On 23 January 1229, Pope Gregory IX granted permission to move the episcopal seat from Nousiainen to Koroinen, which is presently located near the centre of Turku. The ecclesiastical centre of the diocese of Finland was situated in Nousiainen until the early 13th century with a degree of historical certainty. The written source refers to the bishop of Finland (Finlandensis episcopus). The current city of Turku regards this as the founding year. In a letter (Episcopus Aboensis) dated 24 February 1259, Pope Alexander IV first mentioned the name of Åbo (Turku) and the bishop of Turku. No document has survived, but it is likely that Turku received its town charter at the joint initiative of the King of Sweden and the Dominican Convent of Saint Olaf (founded in 1249) at the turn of the 13th and 14th centuries.
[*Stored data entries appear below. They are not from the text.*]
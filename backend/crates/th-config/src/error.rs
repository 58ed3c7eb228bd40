use std::panic::Location;
use std::path::PathBuf;
use std::result::Result as StdResult;

use error_location::ErrorLocation;
use thiserror::Error as ThisError;

#[derive(ThisError, Debug)]
pub enum ConfigError {
    #[error("{category} error: {message} {location}")]
    Generic {
        category: &'static str,
        message: String,
        location: ErrorLocation,
    },

    #[error("IO error reading {path}: {source}")]
    Io {
        path: PathBuf,
        #[source]
        source: std::io::Error,
    },

    #[error("TOML parse error in {path}: {source}")]
    Toml {
        path: PathBuf,
        #[source]
        source: toml::de::Error,
    },
}

impl ConfigError {
    #[track_caller]
    fn generic<S: Into<String>>(category: &'static str, message: S) -> Self {
        ConfigError::Generic {
            category,
            message: message.into(),
            location: ErrorLocation::from(Location::caller()),
        }
    }

    /// Create a config error
    #[track_caller]
    pub fn config<S: Into<String>>(message: S) -> Self {
        Self::generic("Config", message)
    }

    /// Create a database error
    #[track_caller]
    pub fn database<S: Into<String>>(message: S) -> Self {
        Self::generic("Database", message)
    }

    /// Create a logging error
    #[track_caller]
    pub fn logging<S: Into<String>>(message: S) -> Self {
        Self::generic("Logging", message)
    }

    /// Create a server error
    #[track_caller]
    pub fn server<S: Into<String>>(message: S) -> Self {
        Self::generic("Server", message)
    }
}

pub type ConfigErrorResult<T> = StdResult<T, ConfigError>;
The first town seal dates from 1309, and the town council and mayor are first mentioned in documents dating from 1323 and 1324. According to an outdated theory, there was already a settlement in Turku in the 13th century formed by German merchants, which was granted city rights at the end of the century. This settlement also included the wooden church on the Unikankare hill, which was replaced by the Cathedral. According to the old idea, the settlement also first arose around Unikankare, from where it spread to the Great Square area in the 14th century.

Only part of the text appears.